In Norway, 10.4 million tonnes of waste were generated in 2009, down 5 per cent from the previous year. This is the first time since the waste accounts began that the waste amounts fell. A total of 78 per cent of the waste being handled in known ways was recovered, excluding hazardous waste.

These are results from Statistics Norway’s new estimations on waste generation and handling in industries and households. The figures for 2009 and 2008 are preliminary.

In addition, 1.3 million tonnes of slightly polluted matter from construction work were deposited at landfill sites.

The waste amounts dropped more than the GDP (fixed prices), which fell by 1 per cent in the same period. A Norwegian national target set by the authorities in 1999 has been to bring the growth in waste amounts to a level that is considerably lower than the economic growth, expressed by GDP. The overall waste growth since 1995 was 41 per cent, while the GDP grew 40 per cent.

The waste amounts from households declined 2 per cent from 2008 to 2009, while the decline in industrial waste was somewhat steeper in the same period, at 5 per cent. This is consistent with the development in recent years, where the household waste comprises an increasingly bigger share of the total waste amount. Households now generate 21 per cent of all waste in Norway (Corrected 28.10.2010).

Trends in waste and GDP (constant prices). Final figures 1995-2007, preliminary figures 2008 and 2009. 1995 = 1.
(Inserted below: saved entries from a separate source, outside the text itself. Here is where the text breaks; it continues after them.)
//! Loose well-formedness check for HTML fragments.
//!
//! The document is wrapped in a synthetic root element and parsed with the
//! tree-sitter HTML grammar. Only syntax-error regions that contain tag
//! syntax fail the check; unclosed or stray tags that the grammar recovers
//! from are accepted, and so is plain text the grammar is stricter about
//! than browsers are (`x > 5`, `a && b`, `fn f() -> u8`).

use std::sync::LazyLock;

use ast_grep_core::Node;
use ast_grep_language::{LanguageExt, SupportLang};
use regex::Regex;

const WRAPPER_OPEN: &str = "<root>";
const WRAPPER_CLOSE: &str = "</root>";

/// A character reference at the start of the haystack: `&amp;`, `&#60;`, `&#x3C;`.
static ENTITY_RE: LazyLock<Regex> = LazyLock::new(|| {
    Regex::new(r"^&(?:#[0-9]+|#[xX][0-9A-Fa-f]+|[A-Za-z][A-Za-z0-9]*);")
        .expect("valid entity regex")
});

/// Location of the first unparseable region.
#[derive(Debug, Clone, PartialEq, Eq, thiserror::Error)]
#[error("parse error at line {line} near `{snippet}`")]
pub struct MarkupError {
    /// 1-based line in the checked document.
    pub line: usize,
    pub snippet: String,
}

/// Check that `source` can be read as a markup fragment.
///
/// # Errors
///
/// Returns [`MarkupError`] pointing at the first syntax error.
pub fn check_fragment(source: &str) -> Result<(), MarkupError> {
    let wrapped = format!("{WRAPPER_OPEN}{}{WRAPPER_CLOSE}", neutralize_text(source));
    let tree = SupportLang::Html.ast_grep(&wrapped);
    match first_error(&tree.root()) {
        Some(range) => Err(locate(source, range)),
        None => Ok(()),
    }
}

/// Blank out `<`, `>` and `&` in text content where the grammar rejects them.
///
/// Each replaced character is one ASCII byte swapped for a space, so byte
/// offsets and line numbers still match `source`. A `<` survives only when it
/// opens a tag. Tags, comments and character references are copied unchanged.
fn neutralize_text(source: &str) -> String {
    let mut out = String::with_capacity(source.len());
    let mut rest = source;

    while let Some(c) = rest.chars().next() {
        let copied = if rest.starts_with("<!--") {
            rest.find("-->").map_or(rest.len(), |end| end + 3)
        } else if c == '<' && starts_tag(&rest[1..]) {
            tag_len(rest)
        } else if c == '&' {
            ENTITY_RE.find(rest).map_or(0, |m| m.end())
        } else if matches!(c, '<' | '>') {
            0
        } else {
            c.len_utf8()
        };

        if copied == 0 {
            out.push(' ');
            rest = &rest[1..];
        } else {
            out.push_str(&rest[..copied]);
            rest = &rest[copied..];
        }
    }

    out
}

fn starts_tag(after_lt: &str) -> bool {
    after_lt
        .chars()
        .next()
        .is_some_and(|c| c.is_ascii_alphabetic() || matches!(c, '/' | '!' | '?'))
}

/// Byte length of the tag starting at `rest`, up to and including the
/// closing `>` outside quotes, or the rest of the input if unterminated.
fn tag_len(rest: &str) -> usize {
    let mut quote = None;
    for (index, c) in rest.char_indices() {
        match (quote, c) {
            (None, '"' | '\'') => quote = Some(c),
            (Some(open), _) if c == open => quote = None,
            (None, '>') => return index + 1,
            _ => {}
        }
    }
    rest.len()
}

/// Byte range (in the wrapped document) of the first error region that
/// contains tag syntax.
fn first_error<D: ast_grep_core::Doc>(node: &Node<D>) -> Option<std::ops::Range<usize>> {
    if node.kind().as_ref() == "ERROR" {
        return node.text().contains('<').then(|| node.range());
    }

    let children: Vec<_> = node.children().collect();
    children.iter().find_map(|child| first_error(child))
}

/// Map a wrapped-document range back onto `source`.
fn locate(source: &str, range: std::ops::Range<usize>) -> MarkupError {
    let start = range.start.saturating_sub(WRAPPER_OPEN.len()).min(source.len());
    let end = range
        .end
        .saturating_sub(WRAPPER_OPEN.len())
        .clamp(start, source.len());
    let line = source.get(..start).map_or(0, |before| before.matches('\n').count()) + 1;
    let text = source.get(start..end).unwrap_or_default();
    MarkupError {
        line,
        snippet: snippet(text),
    }
}

fn snippet(text: &str) -> String {
    let first_line = text.lines().next().unwrap_or_default().trim();
    let mut snippet: String = first_line.chars().take(40).collect();
    if first_line.chars().count() > 40 {
        snippet.push_str("...");
    }
    snippet
}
Non-hazardous waste in Norway, by method of treatment. Final figures 1995-2007, preliminary figures 2008 and 2009. Per cent of known handling.

Less degradable material going to landfill

The amount of landfilled waste declined by 11 per cent to 1.9 million tonnes in 2009, of which 0.5 million tonnes was organic matter that decomposes and generates methane, a potent greenhouse gas. The amount of degradable material going to landfill dropped by as much as 18 per cent in 2009, partly due to a ban on the landfilling of bio-degradable waste entering into force on 1 July 2009, and increased export to Sweden for incineration. The slightly polluted matter from construction work comes in addition.

Hazardous waste disposed of at specially engineered landfills was by far the biggest portion, making up slightly more than one third of the landfilled volumes. The remaining amounts were concrete, glass, plastic, etc., which degrades very slowly in the landfills. The split of landfilled waste by material is somewhat uncertain due to a limited data basis.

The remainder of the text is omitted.